196. Also at the time of the Rapporteur’s visit, sources indicated that a special commission on prolonged pretrial detention had been launched at the initiative of the Ministry of Justice and with participation and technical support of MINUSTAH and other actors. The mandate of the special commission is to reduce the number of persons in prolonged pretrial detention, by reviewing the files of detainees and dispensing with cases, especially minor or flagrant cases (unfounded or the period of detention has surpassed the supposed sentence for the crime charged) in Haiti’s largest prison, the National Penitentiary, and subsequently replicating these efforts in other prisons. The Commission hopes that the review process incorporates the necessary due process guarantees for detainees and works swiftly to alleviate the problem of prolonged pretrial detention and the overcapacity problem in the prisons. Finally, the Commission recognizes the value of adopting urgent measures such as the creation of the special commission on prolonged pretrial detention, while at the same time encouraging the government, with the support of the international community, to investigate the structural weaknesses and related factors contributing to the problem of prolonged pretrial detention and to adopt relevant long-term measures in order to prevent this problem from becoming systematic and widespread.

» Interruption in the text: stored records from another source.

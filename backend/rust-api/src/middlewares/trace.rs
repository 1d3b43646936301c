use axum::{
    extract::Request,
    http::{header::HeaderName, HeaderValue},
    middleware::Next,
    response::Response,
};
use tracing::Instrument;
use uuid::Uuid;

pub const TRACE_ID_HEADER: &str = "x-trace-id";

#[derive(Clone, Debug)]
pub struct RequestTraceContext {
    pub trace_id: String,
}

/// Reuses the caller's `x-trace-id` or mints one, records it on the request
/// span and echoes it on the response.
pub async fn trace_context_middleware(mut request: Request, next: Next) -> Response {
    let trace_id = request
        .headers()
        .get(TRACE_ID_HEADER)
        .and_then(|value| value.to_str().ok())
        .filter(|value| !value.is_empty())
        .map(|value| value.to_string())
        .unwrap_or_else(|| Uuid::new_v4().to_string());

    request.extensions_mut().insert(RequestTraceContext {
        trace_id: trace_id.clone(),
    });

    let span = tracing::info_span!(
        "request",
        trace_id = %trace_id,
        method = %request.method(),
        path = %request.uri().path()
    );
    let mut response = next.run(request).instrument(span).await;

    if response.headers().get(TRACE_ID_HEADER).is_none() {
        if let Ok(value) = HeaderValue::from_str(&trace_id) {
            response
                .headers_mut()
                .insert(HeaderName::from_static(TRACE_ID_HEADER), value);
        }
    }

    response
}
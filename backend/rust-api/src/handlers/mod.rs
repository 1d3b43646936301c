use axum::{
    extract::{Request, State},
    http::{header, HeaderMap, StatusCode},
    middleware::Next,
    response::{IntoResponse, Response},
    Json,
};
use base64::{engine::general_purpose, Engine as _};
use serde_json::json;
use std::sync::Arc;

use crate::metrics;
use crate::services::record_store::Table;
use crate::services::AppState;

pub async fn health_check(State(state): State<Arc<AppState>>) -> impl IntoResponse {
    let mut dependencies = serde_json::Map::new();

    let record_store = check_record_store(&state).await;
    let healthy = record_store.get("status").and_then(|v| v.as_str()) == Some("healthy");
    dependencies.insert("record_store".to_string(), json!(record_store));
    dependencies.insert(
        "blob_store".to_string(),
        json!({ "backend": state.blobs.name() }),
    );

    let (status_code, status) = if healthy {
        (StatusCode::OK, "healthy")
    } else {
        (StatusCode::SERVICE_UNAVAILABLE, "degraded")
    };

    (
        status_code,
        Json(json!({
            "status": status,
            "service": "papers-portal-api",
            "version": env!("CARGO_PKG_VERSION"),
            "dependencies": dependencies
        })),
    )
}

async fn check_record_store(state: &AppState) -> serde_json::Map<String, serde_json::Value> {
    let mut result = serde_json::Map::new();
    result.insert("backend".to_string(), json!(state.records.name()));

    match tokio::time::timeout(
        std::time::Duration::from_secs(2),
        state.records.count(Table::Papers, &[]),
    )
    .await
    {
        Ok(Ok(_)) => {
            result.insert("status".to_string(), json!("healthy"));
        }
        Ok(Err(e)) => {
            result.insert("status".to_string(), json!("unhealthy"));
            result.insert("error".to_string(), json!(e.to_string()));
        }
        Err(_) => {
            result.insert("status".to_string(), json!("unhealthy"));
            result.insert("error".to_string(), json!("Record store timeout after 2s"));
        }
    }

    result
}

pub async fn metrics_handler() -> impl IntoResponse {
    match metrics::render_metrics() {
        Ok(metrics_text) => (StatusCode::OK, metrics_text),
        Err(e) => (
            StatusCode::INTERNAL_SERVER_ERROR,
            format!("Failed to render metrics: {}", e),
        ),
    }
}

/// Protects /metrics with HTTP Basic auth against `METRICS_AUTH` (`user:password`)
pub async fn metrics_auth_middleware(
    headers: HeaderMap,
    request: Request,
    next: Next,
) -> Result<Response, StatusCode> {
    let auth_header = headers
        .get(header::AUTHORIZATION)
        .and_then(|v| v.to_str().ok())
        .ok_or(StatusCode::UNAUTHORIZED)?;

    let encoded = auth_header
        .strip_prefix("Basic ")
        .ok_or(StatusCode::UNAUTHORIZED)?;
    let decoded = general_purpose::STANDARD
        .decode(encoded)
        .map_err(|_| StatusCode::UNAUTHORIZED)?;
    let credentials = String::from_utf8(decoded).map_err(|_| StatusCode::UNAUTHORIZED)?;

    let expected = std::env::var("METRICS_AUTH").unwrap_or_else(|_| "admin:changeme".to_string());

    if credentials != expected {
        return Err(StatusCode::UNAUTHORIZED);
    }

    Ok(next.run(request).await)
}

pub mod admission;
pub mod mock_tests;
pub mod papers;
pub mod stats;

197. In this connection, the Rapporteur raised concerns with respect to the large numbers of persons in detention awaiting trial, the majority of these without access to a legal representative, or knowledge of their juridical status on the charges made against them, thereby rendering access to judicial guarantees and judicial protection impossible. In this regard, the Commission is encouraged by the creation of a special commission established by the State in 2007 to study and reduce the situation of prolonged pretrial detention. Despite its establishment, the commission has encountered difficulties in accomplishing its objectives. For this reason, the Commission wishes to underscore the need to reinforce measures with respect to the judicial supervision of persons held in pretrial detention for prolonged periods, and the review of the juridical situation of persons deprived of liberty, guaranteeing the right to legal defense and judicial guarantees. In this context, the Commission was informed by the State of efforts by the Public Prosecutor at the Civil Court of Port-au-Prince to release over 100 persons held in prolonged pretrial detention during the year.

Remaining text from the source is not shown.